## Records for the task:
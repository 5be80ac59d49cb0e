//! Map page: places on a Leaflet map, category and rating filters, the
//! selected-marker panel, and the add-place form.
//!
//! Pins are embedded as a JSON block and drawn client-side. Clicking a pin
//! reloads with `?focus=<id>` so the panel is rendered here.

use serde::{Deserialize, Serialize};
use tba_core::html::escape_html as esc;
use tba_core::listing::MapFilter;
use tba_core::rating::FILTER_BUCKETS;
use tba_core::types::MarkerId;
use tba_db::models::category::Category;

use super::layout::{category_options, empty_block, mini_marker, render, status_line, vote_options, Chrome};
use super::{render_chips, with_query, Chip};
use crate::catalog::parse_vote;
use crate::views::MarkerSummary;

/// Where the map opens when nothing is focused.
pub const DEFAULT_CENTER: [f64; 2] = [41.3889, 2.1618];
pub const DEFAULT_ZOOM: u8 = 15;
const FOCUS_ZOOM: u8 = 17;

const LEAFLET_HEAD: &str = r#"<link rel="stylesheet" href="https://unpkg.com/leaflet@1.9.4/dist/leaflet.css">
<script src="https://unpkg.com/leaflet@1.9.4/dist/leaflet.js"></script>"#;

const MAP_SCRIPT: &str = r#"<script>
(function () {
  var data = JSON.parse(document.getElementById('mapData').textContent);
  var map = L.map('map').setView(data.center, data.zoom);
  L.tileLayer('https://{s}.tile.openstreetmap.org/{z}/{x}/{y}.png', {
    maxZoom: 19,
    attribution: '&copy; OpenStreetMap contributors'
  }).addTo(map);

  data.pins.forEach(function (p) {
    var inner = document.createElement('div');
    inner.className = 'tba-marker-inner ' + p.css_class;
    var img = document.createElement('img');
    img.src = p.icon_url;
    img.alt = '';
    inner.appendChild(img);
    var icon = L.divIcon({ className: 'tba-marker', html: inner.outerHTML, iconSize: [34, 34], iconAnchor: [17, 17] });
    L.marker([p.lat, p.lon], { icon: icon, title: p.title }).addTo(map).on('click', function () {
      var q = new URLSearchParams(data.query);
      q.set('focus', p.id);
      window.location.search = q.toString();
    });
  });

  var form = document.getElementById('placeForm');
  if (!form) return;
  var picked = null;
  map.on('click', function (e) {
    var lat = e.latlng.lat.toFixed(6);
    var lon = e.latlng.lng.toFixed(6);
    form.elements.lat.value = lat;
    form.elements.lon.value = lon;
    if (picked) map.removeLayer(picked);
    picked = L.circleMarker(e.latlng, { radius: 8 }).addTo(map);
    var status = document.getElementById('saveStatus');
    status.textContent = 'Looking up address…';
    fetch('/api/v1/geocode/reverse?lat=' + lat + '&lon=' + lon)
      .then(function (r) { return r.json(); })
      .then(function (body) {
        var d = body.data || {};
        if (d.address) form.elements.address.value = d.address;
        status.textContent = d.message || '';
      })
      .catch(function () {
        status.textContent = 'Address lookup failed (you can type it manually).';
      });
  });
})();
</script>"#;

/// Add-place form fields as posted. Kept as text so a rejected post
/// re-renders exactly what was typed.
#[derive(Debug, Clone, Default, Deserialize)]
#[serde(default)]
pub struct PlaceForm {
    pub title: String,
    pub category_id: String,
    pub address: String,
    pub lat: String,
    pub lon: String,
    pub vote: String,
}

#[derive(Debug, Serialize)]
struct Pin<'a> {
    id: MarkerId,
    lat: f64,
    lon: f64,
    title: &'a str,
    icon_url: &'a str,
    css_class: &'static str,
}

#[derive(Debug, Serialize)]
struct MapData<'a> {
    center: [f64; 2],
    zoom: u8,
    query: String,
    pins: Vec<Pin<'a>>,
}

pub struct MapView<'a> {
    pub filter: &'a MapFilter,
    /// Most used place categories with their icons.
    pub quick_categories: Vec<(&'a Category, String)>,
    /// Every place category, for the "More" dropdown and the add form.
    pub categories: &'a [Category],
    pub pins: Vec<MarkerSummary>,
    pub focused: Option<MarkerSummary>,
    pub can_add: bool,
    pub form: PlaceForm,
    pub save_status: String,
}

fn map_href(filter: &MapFilter) -> String {
    with_query("/map", &filter.to_query_string())
}

fn category_chips(view: &MapView<'_>) -> Vec<Chip> {
    let current = view.filter;
    let all = MapFilter {
        category_id: None,
        focus: None,
        ..current.clone()
    };
    let mut chips = vec![Chip::link(map_href(&all), "All").active(current.category_id.is_none())];
    for (category, icon) in &view.quick_categories {
        let target = MapFilter {
            category_id: Some(category.id.clone()),
            focus: None,
            ..current.clone()
        };
        chips.push(
            Chip::link(map_href(&target), category.name.clone())
                .with_icon(icon.clone())
                .active(current.category_id.as_deref() == Some(category.id.as_str())),
        );
    }
    chips
}

fn rating_chips(filter: &MapFilter) -> Vec<Chip> {
    let mut chips: Vec<Chip> = FILTER_BUCKETS
        .iter()
        .map(|bucket| {
            let target = MapFilter {
                rating_bucket: Some(*bucket),
                focus: None,
                ..filter.clone()
            };
            Chip::link(map_href(&target), bucket.label()).active(filter.rating_bucket == Some(*bucket))
        })
        .collect();
    if filter.has_filters() {
        chips.push(Chip::link("/map", "Clear"));
    }
    chips
}

fn more_form(view: &MapView<'_>) -> String {
    let rating = view
        .filter
        .rating_bucket
        .and_then(|b| b.key())
        .map(|key| format!(r#"<input type="hidden" name="rating" value="{key}">"#))
        .unwrap_or_default();
    format!(
        r#"<form class="more-categories" method="get" action="/map">{rating}<select name="category" onchange="this.form.submit()">{options}</select><noscript><button class="tba-btn" type="submit">Go</button></noscript></form>"#,
        options = category_options(view.categories, view.filter.category_id.as_deref(), Some("More…")),
    )
}

fn focus_panel(focused: Option<&MarkerSummary>) -> String {
    let Some(m) = focused else {
        return r#"<div class="focus-panel muted">Click a marker to see it here.</div>"#.to_string();
    };
    let address = m
        .marker
        .address
        .as_deref()
        .filter(|a| !a.trim().is_empty())
        .unwrap_or("No address yet");
    format!(
        r#"<div class="focus-panel">{icon} <b>{title}</b><div>{category}</div><div class="muted">{address}</div><div>{score}</div><a class="tba-btn tba-btn-primary" href="/marker/{id}">Open details</a></div>"#,
        icon = mini_marker(m.css_class(), &m.icon_url),
        title = esc(&m.marker.title),
        category = esc(&m.category_name),
        address = esc(address),
        score = esc(&m.overall),
        id = m.id(),
    )
}

fn place_form(view: &MapView<'_>, login_url: &str) -> String {
    if !view.can_add {
        return format!(
            r#"<div class="add-place muted">Want to add a place? <a href="{}">Login</a> first.{}</div>"#,
            esc(login_url),
            status_line("saveStatus", &view.save_status)
        );
    }
    let form = &view.form;
    let selected_vote = parse_vote(&form.vote).unwrap_or_default();
    format!(
        r#"<form id="placeForm" class="add-place" method="post" action="/map/places">
<h3>Add a place</h3>
<p class="muted">Click the map to pick a location.</p>
<input name="title" placeholder="Title" value="{title}">
<select name="category_id">{categories}</select>
<input name="address" placeholder="Address" value="{address}">
<input name="lat" placeholder="Lat" value="{lat}" readonly>
<input name="lon" placeholder="Lon" value="{lon}" readonly>
<label>My vote <select name="vote">{votes}</select></label>
<button class="tba-btn tba-btn-primary" type="submit">Save</button>
{status}
</form>"#,
        title = esc(&form.title),
        categories = category_options(view.categories, Some(form.category_id.as_str()), Some("Choose a category…")),
        address = esc(&form.address),
        lat = esc(&form.lat),
        lon = esc(&form.lon),
        votes = vote_options(selected_vote),
        status = status_line("saveStatus", &view.save_status),
    )
}

fn map_data(view: &MapView<'_>) -> String {
    let pins: Vec<Pin<'_>> = view
        .pins
        .iter()
        .filter_map(|m| {
            let (lat, lon) = m.marker.position()?;
            Some(Pin {
                id: m.id(),
                lat,
                lon,
                title: &m.marker.title,
                icon_url: &m.icon_url,
                css_class: m.css_class(),
            })
        })
        .collect();

    let (center, zoom) = match view.focused.as_ref().and_then(|m| m.marker.position()) {
        Some((lat, lon)) => ([lat, lon], FOCUS_ZOOM),
        None => (DEFAULT_CENTER, DEFAULT_ZOOM),
    };
    let data = MapData {
        center,
        zoom,
        query: MapFilter {
            focus: None,
            ..view.filter.clone()
        }
        .to_query_string(),
        pins,
    };
    // `<` only occurs inside JSON strings, where `<` is equivalent.
    serde_json::to_string(&data)
        .unwrap_or_else(|_| "{}".to_string())
        .replace('<', "\\u003c")
}

pub fn render_map(chrome: &Chrome, view: &MapView<'_>) -> String {
    let status = if view.pins.is_empty() {
        String::new()
    } else {
        format!("Loaded {} place(s).", view.pins.len())
    };
    let empty = if view.pins.is_empty() {
        if view.filter.has_filters() {
            empty_block("🧭", "No places match these filters.", "", &[("/map", "Clear filters", false)])
        } else {
            empty_block("📍", "No places yet.", "Click the map to add the first one.", &[])
        }
    } else {
        String::new()
    };

    let body = format!(
        r#"<h1>Map</h1>
<div class="map-filters"><div class="chips">{categories}{more}</div><div class="chips rating-segment">{ratings}</div></div>
{status}
<div id="map"></div>
{empty}
{focus}
{form}
<script type="application/json" id="mapData">{data}</script>
{MAP_SCRIPT}"#,
        categories = render_chips(&category_chips(view)),
        more = more_form(view),
        ratings = render_chips(&rating_chips(view.filter)),
        status = status_line("mapStatus", &status),
        focus = focus_panel(view.focused.as_ref()),
        form = place_form(view, &chrome.login_url),
        data = map_data(view),
    );
    render(chrome, LEAFLET_HEAD, &body)
}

## Work order:
Starting with the line that holds "let (lat, lon)" and ending with the line that holds "let data = MapData", retype every line in the data above exactly, and nothing else.

## Expected output:
            let (lat, lon) = m.marker.position()?;
            Some(Pin {
                id: m.id(),
                lat,
                lon,
                title: &m.marker.title,
                icon_url: &m.icon_url,
                css_class: m.css_class(),
            })
        })
        .collect();

    let (center, zoom) = match view.focused.as_ref().and_then(|m| m.marker.position()) {
        Some((lat, lon)) => ([lat, lon], FOCUS_ZOOM),
        None => (DEFAULT_CENTER, DEFAULT_ZOOM),
    };
    let data = MapData {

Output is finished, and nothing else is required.